Your relationship history
If you’ve dated before, what have those relationships looked like? Often times we’ll get out of one bad relationship and find a slightly different version of the same thing with the next partner. We’re attracted often times to what feels familiar. The good news is that you can change the pattern.
Have you done meaningful work on yourself?
If you’re single and thinking about dating, have you done some meaningful work on yourself first? If you’ve explored your relationship role models, your history and what you need and want from a partner, you’ll be ahead of most. Individual therapy, meditation, coaching or personal exploration are important tools that can help you understand your past and plan for your future.
Picking a partner
So you’ve done some work on yourself and you’re clear about what you’re bringing to the table in a relationship. Congratulations! The next step is finding a good partner. Yes, sexual attraction is a big part of the initial draw to a new person, but often times that initial attraction will fade. If we want to look beyond attraction when finding a long-term partner, it can be helpful to look out for shared values, interests and mutual respect for one another.
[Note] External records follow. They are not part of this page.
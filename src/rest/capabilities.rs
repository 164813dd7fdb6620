//! Capability traits: the operations a resource type declares.
//!
//! A concrete type implements the capabilities the API grants it:
//!
//! - [`Readable`]: `retrieve` by uid and in-place `refresh`
//! - [`Listable`]: `list` one page, lazily iterate `all` pages
//! - [`Writable`]: `create` from form fields and `save` its serialized shape
//! - [`Deletable`]: `delete` the instance
//!
//! Operations a type does not declare simply do not exist on it. Every
//! method takes the [`Transport`] to use and maps non-2xx responses to
//! [`ResourceError::Http`].

use serde_json::{Map, Value};

use crate::clients::{DataType, HttpMethod, HttpRequest, HttpResponse, Transport};
use crate::rest::page::{Page, PageIter};
use crate::rest::params::{to_query_pairs, Params};
use crate::rest::{ApiResource, ResourceError};

/// Sends a request and rejects non-2xx responses.
pub(crate) async fn send<C: Transport>(
    client: &C,
    request: HttpRequest,
) -> Result<HttpResponse, ResourceError> {
    let response = client.request(request).await?;
    ResourceError::check_status(response)
}

/// Issues a GET with optional parameters and returns the JSON object body.
pub(crate) async fn get_object<C: Transport>(
    client: &C,
    path: &str,
    params: Option<Params>,
    resource: &'static str,
) -> Result<Map<String, Value>, ResourceError> {
    let mut builder = HttpRequest::builder(HttpMethod::Get, path);
    if let Some(params) = params {
        let query = to_query_pairs(params);
        if !query.is_empty() {
            builder = builder.query(query);
        }
    }
    let response = send(client, builder.build()?).await?;
    into_object(response.body, resource)
}

/// Extracts the JSON object from a response body.
pub(crate) fn into_object(
    body: Value,
    resource: &'static str,
) -> Result<Map<String, Value>, ResourceError> {
    match body {
        Value::Object(map) => Ok(map),
        other => Err(ResourceError::UnexpectedBody {
            resource,
            reason: format!("expected a JSON object, got {other}"),
        }),
    }
}

/// A resource that can be fetched by uid.
///
/// # Example
///
/// ```rust,ignore
/// use sense_api::rest::Readable;
/// use sense_api::rest::resources::Node;
///
/// let node = Node::retrieve(&client, Some("node-uid"), None).await?;
/// println!("Found: {node}");
/// ```
#[allow(async_fn_in_trait)]
pub trait Readable: ApiResource {
    /// Fetches the instance addressed by `uid`.
    ///
    /// # Errors
    ///
    /// Returns [`ResourceError::Configuration`] if no uid is given,
    /// [`ResourceError::Http`] on a non-2xx response.
    async fn retrieve<C: Transport>(
        client: &C,
        uid: Option<&str>,
        params: Option<Params>,
    ) -> Result<Self, ResourceError> {
        let mut instance = match uid {
            Some(uid) => Self::new(uid),
            None => Self::empty(),
        };
        instance.refresh(client, params).await?;
        Ok(instance)
    }

    /// Re-fetches this instance and overwrites its fields.
    ///
    /// The uid and parent scope are kept.
    ///
    /// # Errors
    ///
    /// Returns [`ResourceError::Configuration`] if the instance cannot be
    /// addressed, [`ResourceError::Http`] on a non-2xx response.
    async fn refresh<C: Transport>(
        &mut self,
        client: &C,
        params: Option<Params>,
    ) -> Result<(), ResourceError> {
        let url = self.instance_url()?;
        let body = get_object(client, &url, params, Self::NAME).await?;
        self.resource_mut().refresh_from(&body)
    }
}

/// A resource with a paginated collection.
///
/// # Example
///
/// ```rust,ignore
/// use sense_api::rest::Listable;
/// use sense_api::rest::resources::Node;
///
/// let first_page = Node::list(&client, None).await?;
/// let second_page = first_page.next(&client).await?;
///
/// let mut nodes = Node::all(&client, None)?;
/// while let Some(node) = nodes.try_next().await? {
///     println!("{node}");
/// }
/// ```
#[allow(async_fn_in_trait)]
pub trait Listable: ApiResource {
    /// Fetches the first page of the collection.
    ///
    /// # Errors
    ///
    /// Returns [`ResourceError::Http`] on a non-2xx response.
    async fn list<C: Transport>(client: &C, params: Option<Params>) -> Result<Page, ResourceError> {
        Page::fetch(client, &Self::class_url()?, params).await
    }

    /// Returns a lazy iterator over every item of every page.
    ///
    /// No request is made until the first item is pulled.
    ///
    /// # Errors
    ///
    /// Returns [`ResourceError::NotSupported`] for the untyped resource.
    fn all<C: Transport>(
        client: &C,
        params: Option<Params>,
    ) -> Result<PageIter<'_, C>, ResourceError> {
        Ok(PageIter::new(client, Self::class_url()?, params))
    }
}

/// A resource that can be created and updated.
///
/// # Example
///
/// ```rust,ignore
/// use sense_api::rest::{Readable, Writable};
/// use sense_api::rest::resources::Subscription;
///
/// let mut subscription = Subscription::retrieve(&client, Some("sub-uid"), None).await?;
/// subscription.set("gatewayUrl", "https://example.com/another_endpoint/")?;
/// if let Some(saved) = subscription.save(&client).await? {
///     println!("saved {saved}");
/// }
/// ```
#[allow(async_fn_in_trait)]
pub trait Writable: ApiResource {
    /// The shape sent by [`save`](Self::save).
    fn serialize(&self) -> Params;

    /// Creates a resource from form fields.
    ///
    /// Array values are sent as repeated keys.
    ///
    /// # Errors
    ///
    /// Returns [`ResourceError::Http`] on a non-2xx response.
    async fn create<C: Transport>(client: &C, fields: Params) -> Result<Self, ResourceError> {
        let request = HttpRequest::builder(HttpMethod::Post, Self::class_url()?)
            .body(Value::Object(fields))
            .body_type(DataType::Form)
            .build()?;
        let response = send(client, request).await?;
        Self::hydrate(&into_object(response.body, Self::NAME)?)
    }

    /// Sends the serialized shape of this instance to its instance URL.
    ///
    /// Returns the updated instance on HTTP 200, `None` on any other 2xx
    /// status (e.g., 204 with no body).
    ///
    /// # Errors
    ///
    /// Returns [`ResourceError::Configuration`] if the instance cannot be
    /// addressed, [`ResourceError::Http`] on a non-2xx response.
    async fn save<C: Transport>(&self, client: &C) -> Result<Option<Self>, ResourceError> {
        let request = HttpRequest::builder(HttpMethod::Put, self.instance_url()?)
            .body(Value::Object(self.serialize()))
            .body_type(DataType::Form)
            .build()?;
        let response = send(client, request).await?;
        if response.code != 200 {
            return Ok(None);
        }

        let mut saved = self.clone();
        saved
            .resource_mut()
            .refresh_from(&into_object(response.body, Self::NAME)?)?;
        Ok(Some(saved))
    }
}

/// A resource that can be deleted.
#[allow(async_fn_in_trait)]
pub trait Deletable: ApiResource {
    /// Deletes this instance. Any response body is ignored.
    ///
    /// # Errors
    ///
    /// Returns [`ResourceError::Configuration`] if the instance cannot be
    /// addressed, [`ResourceError::Http`] on a non-2xx response.
    async fn delete<C: Transport>(&self, client: &C) -> Result<(), ResourceError> {
        let request = HttpRequest::builder(HttpMethod::Delete, self.instance_url()?).build()?;
        send(client, request).await?;
        Ok(())
    }
}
Red, orange and yellow flags
All too often in the early stages of a relationship we’ll overlook certain warning signs. Hormones are flowing, intensity is high and it’s easy to get swept up in the excitement of a new love. But if you know yourself and what your deal breakers are, you can cut the cord sooner rather than later and spare yourself time and pain in the long run. If you’re in tune with yourself, you should know deep down if the warning signs are deal breakers.
Internal vs. external qualities
Often times when you ask someone about their ideal mate, you’ll head about external factors like career, money and looks. While those may be important factors to consider, it’s the internal stuff that lays the foundation for great relationships. Do you respect and admire your potential partner’s character, values and integrity? Do you think they’re a good person? Will they be someone you can rely on in tough times? Do they make you laugh? Are they kind?
Can you be yourself with your partner?
Sometimes we are cast in certain roles in relationship with our partner. If you notice that you hide certain parts of yourself from your partner for fear of rejection or attack, chances are that’s not the person for you. In a healthy, secure relationship you partner will love you because of who you are. They will accept, support, encourage and advocate for you. That’s the kind of person you want to build a life with. The longer you’re together, there will be difficult challenges that come up. And you want someone loyal and dependable by your side.
Big ticket deal breakers
There are some big ticket deal breakers that are important to explore and discuss before you commit yourself fully to a relationship. For example, if you want kids and your partner does not, you may not be a good fit in the long run. We can hold out and hope that someone will change, but that may just be kicking the can down the road and delaying the inevitable.
Don’t expect them to change
If you enter a relationship hoping that eventually your partner will change, that is a recipe for disappointment. Change typically has to be self motivated for it to stick. Just like you deserve to be accepted for who you are, your partner is entitled to the same in return. It’s not fair to be with someone with the hopes that they will be a different person for you.
Before you start dating, do some work on yourself and become clear about your wants and needs. Know your history and be intentional about your future. As you start dating, look out for deal breakers and warning signs. Have tough, authentic conversations about what you want. You’ll be thankful in the long run.